** YOUR GOAL **
Word for word, repeat all of the entries.

** DATA FOR THIS EXERCISE **

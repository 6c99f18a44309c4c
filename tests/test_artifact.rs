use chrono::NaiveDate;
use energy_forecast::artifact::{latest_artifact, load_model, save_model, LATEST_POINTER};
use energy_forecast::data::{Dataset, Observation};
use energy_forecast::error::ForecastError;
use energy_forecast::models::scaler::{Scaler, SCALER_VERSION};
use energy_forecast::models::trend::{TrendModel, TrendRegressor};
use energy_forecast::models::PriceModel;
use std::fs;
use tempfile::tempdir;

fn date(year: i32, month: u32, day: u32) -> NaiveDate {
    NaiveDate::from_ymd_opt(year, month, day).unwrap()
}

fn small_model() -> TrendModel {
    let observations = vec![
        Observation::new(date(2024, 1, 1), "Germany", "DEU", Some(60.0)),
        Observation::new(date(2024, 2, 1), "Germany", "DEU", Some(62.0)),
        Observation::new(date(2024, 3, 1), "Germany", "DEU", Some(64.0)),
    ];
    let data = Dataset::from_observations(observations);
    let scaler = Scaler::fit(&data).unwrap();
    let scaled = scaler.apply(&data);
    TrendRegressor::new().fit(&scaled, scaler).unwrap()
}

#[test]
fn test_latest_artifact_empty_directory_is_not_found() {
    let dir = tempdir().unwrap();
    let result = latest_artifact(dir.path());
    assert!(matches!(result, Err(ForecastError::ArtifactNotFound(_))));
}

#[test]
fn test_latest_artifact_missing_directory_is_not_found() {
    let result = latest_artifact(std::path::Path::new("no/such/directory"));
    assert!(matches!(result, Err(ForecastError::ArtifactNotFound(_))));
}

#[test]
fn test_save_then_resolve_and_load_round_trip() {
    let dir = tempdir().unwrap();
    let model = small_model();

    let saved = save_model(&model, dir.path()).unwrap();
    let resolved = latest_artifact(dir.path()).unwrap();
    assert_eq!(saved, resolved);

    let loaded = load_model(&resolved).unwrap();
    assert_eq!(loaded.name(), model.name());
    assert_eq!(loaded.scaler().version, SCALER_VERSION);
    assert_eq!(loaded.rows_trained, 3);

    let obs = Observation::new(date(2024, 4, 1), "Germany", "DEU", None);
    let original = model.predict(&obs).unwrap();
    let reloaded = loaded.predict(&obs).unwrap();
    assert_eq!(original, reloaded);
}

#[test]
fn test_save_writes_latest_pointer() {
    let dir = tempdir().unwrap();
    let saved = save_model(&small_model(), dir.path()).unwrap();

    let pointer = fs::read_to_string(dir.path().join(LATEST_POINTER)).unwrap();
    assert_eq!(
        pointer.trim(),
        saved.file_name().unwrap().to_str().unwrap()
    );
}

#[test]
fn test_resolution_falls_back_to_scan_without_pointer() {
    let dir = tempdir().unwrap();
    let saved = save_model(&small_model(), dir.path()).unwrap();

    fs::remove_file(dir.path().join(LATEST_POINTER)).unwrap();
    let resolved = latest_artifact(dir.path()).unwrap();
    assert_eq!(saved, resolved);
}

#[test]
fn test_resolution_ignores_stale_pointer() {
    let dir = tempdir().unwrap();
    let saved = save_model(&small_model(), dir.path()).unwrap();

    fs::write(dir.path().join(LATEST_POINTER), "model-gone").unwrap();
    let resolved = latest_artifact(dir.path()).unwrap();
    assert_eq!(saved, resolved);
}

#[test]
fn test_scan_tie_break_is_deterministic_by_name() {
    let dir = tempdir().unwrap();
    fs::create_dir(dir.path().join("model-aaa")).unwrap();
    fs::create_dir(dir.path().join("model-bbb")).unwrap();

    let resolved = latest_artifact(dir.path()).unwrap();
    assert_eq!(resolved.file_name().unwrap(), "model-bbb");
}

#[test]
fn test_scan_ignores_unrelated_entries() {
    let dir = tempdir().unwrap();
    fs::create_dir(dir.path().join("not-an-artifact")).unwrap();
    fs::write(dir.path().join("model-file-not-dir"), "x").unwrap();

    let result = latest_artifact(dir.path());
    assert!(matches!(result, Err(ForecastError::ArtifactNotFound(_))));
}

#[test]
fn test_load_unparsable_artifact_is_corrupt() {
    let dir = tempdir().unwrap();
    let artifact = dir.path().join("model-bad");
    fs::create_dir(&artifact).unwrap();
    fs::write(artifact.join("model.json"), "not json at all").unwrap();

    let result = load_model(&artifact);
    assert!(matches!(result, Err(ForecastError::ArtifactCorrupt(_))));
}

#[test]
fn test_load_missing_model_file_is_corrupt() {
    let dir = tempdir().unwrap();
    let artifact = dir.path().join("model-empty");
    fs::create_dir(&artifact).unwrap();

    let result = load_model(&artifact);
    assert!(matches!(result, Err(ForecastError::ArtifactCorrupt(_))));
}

** EXERCISE RESULT **
repository 6c99f18a44309c4c
filename tests/test_artifact.rs
use chrono::NaiveDate;
use energy_forecast::artifact::{latest_artifact, load_model, save_model, LATEST_POINTER};
use energy_forecast::data::{Dataset, Observation};
use energy_forecast::error::ForecastError;
use energy_forecast::models::scaler::{Scaler, SCALER_VERSION};
use energy_forecast::models::trend::{TrendModel, TrendRegressor};
use energy_forecast::models::PriceModel;
use std::fs;
use tempfile::tempdir;

fn date(year: i32, month: u32, day: u32) -> NaiveDate {
    NaiveDate::from_ymd_opt(year, month, day).unwrap()
}

fn small_model() -> TrendModel {
    let observations = vec![
        Observation::new(date(2024, 1, 1), "Germany", "DEU", Some(60.0)),
        Observation::new(date(2024, 2, 1), "Germany", "DEU", Some(62.0)),
        Observation::new(date(2024, 3, 1), "Germany", "DEU", Some(64.0)),
    ];
    let data = Dataset::from_observations(observations);
    let scaler = Scaler::fit(&data).unwrap();
    let scaled = scaler.apply(&data);
    TrendRegressor::new().fit(&scaled, scaler).unwrap()
}

#[test]
fn test_latest_artifact_empty_directory_is_not_found() {
    let dir = tempdir().unwrap();
    let result = latest_artifact(dir.path());
    assert!(matches!(result, Err(ForecastError::ArtifactNotFound(_))));
}

#[test]
fn test_latest_artifact_missing_directory_is_not_found() {
    let result = latest_artifact(std::path::Path::new("no/such/directory"));
    assert!(matches!(result, Err(ForecastError::ArtifactNotFound(_))));
}

#[test]
fn test_save_then_resolve_and_load_round_trip() {
    let dir = tempdir().unwrap();
    let model = small_model();

    let saved = save_model(&model, dir.path()).unwrap();
    let resolved = latest_artifact(dir.path()).unwrap();
    assert_eq!(saved, resolved);

    let loaded = load_model(&resolved).unwrap();
    assert_eq!(loaded.name(), model.name());
    assert_eq!(loaded.scaler().version, SCALER_VERSION);
    assert_eq!(loaded.rows_trained, 3);

    let obs = Observation::new(date(2024, 4, 1), "Germany", "DEU", None);
    let original = model.predict(&obs).unwrap();
    let reloaded = loaded.predict(&obs).unwrap();
    assert_eq!(original, reloaded);
}

#[test]
fn test_save_writes_latest_pointer() {
    let dir = tempdir().unwrap();
    let saved = save_model(&small_model(), dir.path()).unwrap();

    let pointer = fs::read_to_string(dir.path().join(LATEST_POINTER)).unwrap();
    assert_eq!(
        pointer.trim(),
        saved.file_name().unwrap().to_str().unwrap()
    );
}

#[test]
fn test_resolution_falls_back_to_scan_without_pointer() {
    let dir = tempdir().unwrap();
    let saved = save_model(&small_model(), dir.path()).unwrap();

    fs::remove_file(dir.path().join(LATEST_POINTER)).unwrap();
    let resolved = latest_artifact(dir.path()).unwrap();
    assert_eq!(saved, resolved);
}

#[test]
fn test_resolution_ignores_stale_pointer() {
    let dir = tempdir().unwrap();
    let saved = save_model(&small_model(), dir.path()).unwrap();

    fs::write(dir.path().join(LATEST_POINTER), "model-gone").unwrap();
    let resolved = latest_artifact(dir.path()).unwrap();
    assert_eq!(saved, resolved);
}

#[test]
fn test_scan_tie_break_is_deterministic_by_name() {
    let dir = tempdir().unwrap();
    fs::create_dir(dir.path().join("model-aaa")).unwrap();
    fs::create_dir(dir.path().join("model-bbb")).unwrap();

    let resolved = latest_artifact(dir.path()).unwrap();
    assert_eq!(resolved.file_name().unwrap(), "model-bbb");
}

#[test]
fn test_scan_ignores_unrelated_entries() {
    let dir = tempdir().unwrap();
    fs::create_dir(dir.path().join("not-an-artifact")).unwrap();
    fs::write(dir.path().join("model-file-not-dir"), "x").unwrap();

    let result = latest_artifact(dir.path());
    assert!(matches!(result, Err(ForecastError::ArtifactNotFound(_))));
}

#[test]
fn test_load_unparsable_artifact_is_corrupt() {
    let dir = tempdir().unwrap();
    let artifact = dir.path().join("model-bad");
    fs::create_dir(&artifact).unwrap();
    fs::write(artifact.join("model.json"), "not json at all").unwrap();

    let result = load_model(&artifact);
    assert!(matches!(result, Err(ForecastError::ArtifactCorrupt(_))));
}

#[test]
fn test_load_missing_model_file_is_corrupt() {
    let dir = tempdir().unwrap();
    let artifact = dir.path().join("model-empty");
    fs::create_dir(&artifact).unwrap();

    let result = load_model(&artifact);
    assert!(matches!(result, Err(ForecastError::ArtifactCorrupt(_))));
}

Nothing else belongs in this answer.